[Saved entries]
===

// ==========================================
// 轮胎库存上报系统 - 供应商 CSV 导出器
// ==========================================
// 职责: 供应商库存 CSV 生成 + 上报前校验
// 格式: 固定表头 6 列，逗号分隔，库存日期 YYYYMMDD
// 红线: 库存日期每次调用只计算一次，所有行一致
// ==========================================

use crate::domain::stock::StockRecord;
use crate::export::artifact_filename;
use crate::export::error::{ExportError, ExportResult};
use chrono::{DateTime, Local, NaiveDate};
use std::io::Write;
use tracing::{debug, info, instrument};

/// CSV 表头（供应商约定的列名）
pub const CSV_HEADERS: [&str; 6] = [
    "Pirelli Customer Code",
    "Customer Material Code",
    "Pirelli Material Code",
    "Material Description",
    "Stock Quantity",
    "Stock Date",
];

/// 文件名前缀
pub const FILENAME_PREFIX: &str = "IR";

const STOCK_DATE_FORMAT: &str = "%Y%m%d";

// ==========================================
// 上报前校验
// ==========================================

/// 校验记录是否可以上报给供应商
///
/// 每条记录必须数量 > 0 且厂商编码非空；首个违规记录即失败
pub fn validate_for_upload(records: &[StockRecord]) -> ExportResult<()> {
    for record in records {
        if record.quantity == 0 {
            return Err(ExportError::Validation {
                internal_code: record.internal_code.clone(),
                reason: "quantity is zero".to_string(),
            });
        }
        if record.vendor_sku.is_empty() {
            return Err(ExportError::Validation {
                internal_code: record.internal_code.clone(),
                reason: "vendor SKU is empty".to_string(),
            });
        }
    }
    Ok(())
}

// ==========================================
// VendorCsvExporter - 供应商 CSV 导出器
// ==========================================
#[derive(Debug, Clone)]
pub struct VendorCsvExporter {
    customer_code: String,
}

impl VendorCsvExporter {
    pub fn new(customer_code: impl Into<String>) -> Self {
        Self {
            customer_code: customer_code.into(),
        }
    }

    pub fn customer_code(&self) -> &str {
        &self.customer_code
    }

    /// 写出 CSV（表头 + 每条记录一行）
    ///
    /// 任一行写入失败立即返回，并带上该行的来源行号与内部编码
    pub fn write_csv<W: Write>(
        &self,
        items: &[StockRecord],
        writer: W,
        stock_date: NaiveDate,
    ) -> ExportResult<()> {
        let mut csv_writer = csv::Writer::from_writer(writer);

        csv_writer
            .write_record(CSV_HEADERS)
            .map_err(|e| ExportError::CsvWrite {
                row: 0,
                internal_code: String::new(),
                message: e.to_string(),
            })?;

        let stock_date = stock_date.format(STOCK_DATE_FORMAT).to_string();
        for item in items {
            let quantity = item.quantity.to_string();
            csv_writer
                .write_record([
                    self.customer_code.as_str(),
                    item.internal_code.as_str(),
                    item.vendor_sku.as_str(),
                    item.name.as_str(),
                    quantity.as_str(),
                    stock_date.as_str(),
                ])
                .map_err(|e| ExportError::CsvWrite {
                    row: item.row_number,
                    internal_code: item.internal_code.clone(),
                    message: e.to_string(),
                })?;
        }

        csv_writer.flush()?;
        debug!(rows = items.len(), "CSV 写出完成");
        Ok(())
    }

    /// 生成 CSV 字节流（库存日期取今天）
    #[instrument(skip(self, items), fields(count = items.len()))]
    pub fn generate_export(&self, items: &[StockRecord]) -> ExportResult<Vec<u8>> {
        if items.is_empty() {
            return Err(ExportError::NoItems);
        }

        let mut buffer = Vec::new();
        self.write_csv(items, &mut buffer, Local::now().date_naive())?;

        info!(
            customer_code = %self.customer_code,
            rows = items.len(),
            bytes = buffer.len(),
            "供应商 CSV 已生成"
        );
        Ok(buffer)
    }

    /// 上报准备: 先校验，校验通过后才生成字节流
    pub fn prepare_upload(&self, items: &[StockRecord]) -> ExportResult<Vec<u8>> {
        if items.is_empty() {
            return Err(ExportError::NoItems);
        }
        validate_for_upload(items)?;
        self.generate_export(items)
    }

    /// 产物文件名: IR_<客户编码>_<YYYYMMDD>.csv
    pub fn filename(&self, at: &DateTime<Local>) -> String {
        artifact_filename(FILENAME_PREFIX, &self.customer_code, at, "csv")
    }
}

===

TASK PROMPT – Each line above needs to be written out again exactly.

ANSWER TO THIS TASK –
// ==========================================
// 轮胎库存上报系统 - 供应商 CSV 导出器
// ==========================================
// 职责: 供应商库存 CSV 生成 + 上报前校验
// 格式: 固定表头 6 列，逗号分隔，库存日期 YYYYMMDD
// 红线: 库存日期每次调用只计算一次，所有行一致
// ==========================================

use crate::domain::stock::StockRecord;
use crate::export::artifact_filename;
use crate::export::error::{ExportError, ExportResult};
use chrono::{DateTime, Local, NaiveDate};
use std::io::Write;
use tracing::{debug, info, instrument};

/// CSV 表头（供应商约定的列名）
pub const CSV_HEADERS: [&str; 6] = [
    "Pirelli Customer Code",
    "Customer Material Code",
    "Pirelli Material Code",
    "Material Description",
    "Stock Quantity",
    "Stock Date",
];

/// 文件名前缀
pub const FILENAME_PREFIX: &str = "IR";

const STOCK_DATE_FORMAT: &str = "%Y%m%d";

// ==========================================
// 上报前校验
// ==========================================

/// 校验记录是否可以上报给供应商
///
/// 每条记录必须数量 > 0 且厂商编码非空；首个违规记录即失败
pub fn validate_for_upload(records: &[StockRecord]) -> ExportResult<()> {
    for record in records {
        if record.quantity == 0 {
            return Err(ExportError::Validation {
                internal_code: record.internal_code.clone(),
                reason: "quantity is zero".to_string(),
            });
        }
        if record.vendor_sku.is_empty() {
            return Err(ExportError::Validation {
                internal_code: record.internal_code.clone(),
                reason: "vendor SKU is empty".to_string(),
            });
        }
    }
    Ok(())
}

// ==========================================
// VendorCsvExporter - 供应商 CSV 导出器
// ==========================================
#[derive(Debug, Clone)]
pub struct VendorCsvExporter {
    customer_code: String,
}

impl VendorCsvExporter {
    pub fn new(customer_code: impl Into<String>) -> Self {
        Self {
            customer_code: customer_code.into(),
        }
    }

    pub fn customer_code(&self) -> &str {
        &self.customer_code
    }

    /// 写出 CSV（表头 + 每条记录一行）
    ///
    /// 任一行写入失败立即返回，并带上该行的来源行号与内部编码
    pub fn write_csv<W: Write>(
        &self,
        items: &[StockRecord],
        writer: W,
        stock_date: NaiveDate,
    ) -> ExportResult<()> {
        let mut csv_writer = csv::Writer::from_writer(writer);

        csv_writer
            .write_record(CSV_HEADERS)
            .map_err(|e| ExportError::CsvWrite {
                row: 0,
                internal_code: String::new(),
                message: e.to_string(),
            })?;

        let stock_date = stock_date.format(STOCK_DATE_FORMAT).to_string();
        for item in items {
            let quantity = item.quantity.to_string();
            csv_writer
                .write_record([
                    self.customer_code.as_str(),
                    item.internal_code.as_str(),
                    item.vendor_sku.as_str(),
                    item.name.as_str(),
                    quantity.as_str(),
                    stock_date.as_str(),
                ])
                .map_err(|e| ExportError::CsvWrite {
                    row: item.row_number,
                    internal_code: item.internal_code.clone(),
                    message: e.to_string(),
                })?;
        }

        csv_writer.flush()?;
        debug!(rows = items.len(), "CSV 写出完成");
        Ok(())
    }

    /// 生成 CSV 字节流（库存日期取今天）
    #[instrument(skip(self, items), fields(count = items.len()))]
    pub fn generate_export(&self, items: &[StockRecord]) -> ExportResult<Vec<u8>> {
        if items.is_empty() {
            return Err(ExportError::NoItems);
        }

        let mut buffer = Vec::new();
        self.write_csv(items, &mut buffer, Local::now().date_naive())?;

        info!(
            customer_code = %self.customer_code,
            rows = items.len(),
            bytes = buffer.len(),
            "供应商 CSV 已生成"
        );
        Ok(buffer)
    }

    /// 上报准备: 先校验，校验通过后才生成字节流
    pub fn prepare_upload(&self, items: &[StockRecord]) -> ExportResult<Vec<u8>> {
        if items.is_empty() {
            return Err(ExportError::NoItems);
        }
        validate_for_upload(items)?;
        self.generate_export(items)
    }

    /// 产物文件名: IR_<客户编码>_<YYYYMMDD>.csv
    pub fn filename(&self, at: &DateTime<Local>) -> String {
        artifact_filename(FILENAME_PREFIX, &self.customer_code, at, "csv")
    }
}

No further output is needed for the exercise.